Литмир - Электронная Библиотека
A
A

– Она без меня жить не может, – говорит он о ней с нежной улыбкой. – Она ведь добрая, только пьяница… А она – хорошая…

Как обрадовался этот больной, сухоногий мальчонка, когда Алексей принес ему незатейливых игрушек – коробочек!

– Вот так коробочки! – весь светясь не по-детски тихой радостью, восклицает он.

Самая страстная его мечта – побывать «в чистом поле», которое он представляет себе смутно:

– Ничего нет, только трава да цветы. Мамка, ты бы вот нашла тележку, да свезла меня в чистое поле! А то – издохну и не увижу никогда.
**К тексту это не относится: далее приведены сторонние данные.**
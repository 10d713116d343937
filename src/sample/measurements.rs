//! Weather and water measurement sample data

use chrono::{DateTime, Duration, Utc};
use serde::Serialize;

use super::TIMESTAMP_FORMAT;

/// A measurement type with its unit and value range.
#[derive(Debug, Clone, Copy)]
pub struct MeasurementType {
    pub name: &'static str,
    pub unit: &'static str,
    pub min: f64,
    pub max: f64,
}

pub const WEATHER_MEASUREMENT_TYPES: [MeasurementType; 6] = [
    MeasurementType { name: "temperature", unit: "C", min: 0.0, max: 45.0 },
    MeasurementType { name: "wind_speed", unit: "km/h", min: 0.0, max: 30.0 },
    MeasurementType { name: "wind_direction", unit: "degrees", min: 0.0, max: 360.0 },
    MeasurementType { name: "solar_radiation", unit: "W/m2", min: 100.0, max: 500.0 },
    MeasurementType { name: "humidity", unit: "%", min: 1.0, max: 100.0 },
    MeasurementType { name: "barometric_pressure", unit: "hPa", min: 1000.0, max: 1030.0 },
];

pub const WATER_MEASUREMENT_TYPES: [MeasurementType; 2] = [
    MeasurementType { name: "withdrawal", unit: "gallon", min: 10.0, max: 1000.0 },
    MeasurementType { name: "discharge", unit: "gallon", min: 10.0, max: 1000.0 },
];

/// A single generated measurement record.
#[derive(Debug, Clone, Serialize)]
pub struct Measurement {
    pub timestamp: String,
    pub name: String,
    pub value: f64,
    pub unit: String,
    pub instrument: String,
}

/// Generate instrument IDs of the form `instr<00000>`.
pub fn generate_instruments(count: usize) -> Vec<String> {
    (0..count).map(|idx| format!("instr{:05}", idx)).collect()
}

/// Hourly timestamps covering the whole days between `start` and `end`.
pub fn hourly_timestamps(start: DateTime<Utc>, end: DateTime<Utc>) -> Vec<DateTime<Utc>> {
    let hours = (end - start).num_days() * 24;
    (0..hours).map(|h| start + Duration::hours(h)).collect()
}

/// Generate one record per hour, per instrument, per measurement type.
/// Values are uniform in the type's range, rounded to five decimal places.
pub fn generate_hourly_measurements(
    start: DateTime<Utc>,
    end: DateTime<Utc>,
    instruments: &[String],
    measurement_types: &[MeasurementType],
) -> Vec<Measurement> {
    let timestamps = hourly_timestamps(start, end);
    let mut measurements =
        Vec::with_capacity(timestamps.len() * instruments.len() * measurement_types.len());

    for ts in &timestamps {
        let ts_str = ts.format(TIMESTAMP_FORMAT).to_string();
        for instrument in instruments {
            for mt in measurement_types {
                let value = mt.min + fastrand::f64() * (mt.max - mt.min);
                measurements.push(Measurement {
                    timestamp: ts_str.clone(),
                    name: mt.name.to_string(),
                    value: (value * 1e5).round() / 1e5,
                    unit: mt.unit.to_string(),
                    instrument: instrument.clone(),
                });
            }
        }
    }
    measurements
}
В «Страстях-мордастях» рассказ ведется от лица автора. Автор пишет о Леньке: «…хотелось зареветь… от невыносимой, жгучей жалости к нему».

Именно это чувство и внушала своей игрой Бендина. И – каюсь: я ревел ревмя.

В Художественном театре меня почти на каждом спектакле изумляло внимание режиссуры к небольшим, даже к выходным, проходным ролям.

Стоит мне вспомнить «Любовь Яровую» – и в памяти тотчас всплывает Чир в исполнении Калинина. Ох, до чего жуток был этот добровольный доносчик с лицом скопца, доносчик по призванию, наушничавший и красным и белым, старавшийся придать своим колючим и приметливым глазкам благочестивое выражение!

Не могу я забыть в «Днях Турбиных» и Тальберга – Вербицкого с его как бы выцветшими, пустыми глазами себялюбца, в которых отражались то чувство неловкости, то кичливая заносчивость, то животный страх, с его нервной привычкой слегка почесывать ногтем щеку, как верно подметил Николка – чем-то действительно напоминавшего крысу – крысу, убегавшую с тонущего корабля.

Стоит мне вспомнить «Смерть Пазухина» – и в памяти вырисовывается отставной подпоручик Живновский – Готовцев, в глазах у которого одна мечта:

– …нам бы хоть выпить, что ли, дали – тоска берет-с! Заворовался в свое время подпоручик, стал пить горькую, – и вот теперь он приживальщик, на побегушках у старого купца Пазухина, терпит всевозможные унижения, в шутах гороховых при купце состоит.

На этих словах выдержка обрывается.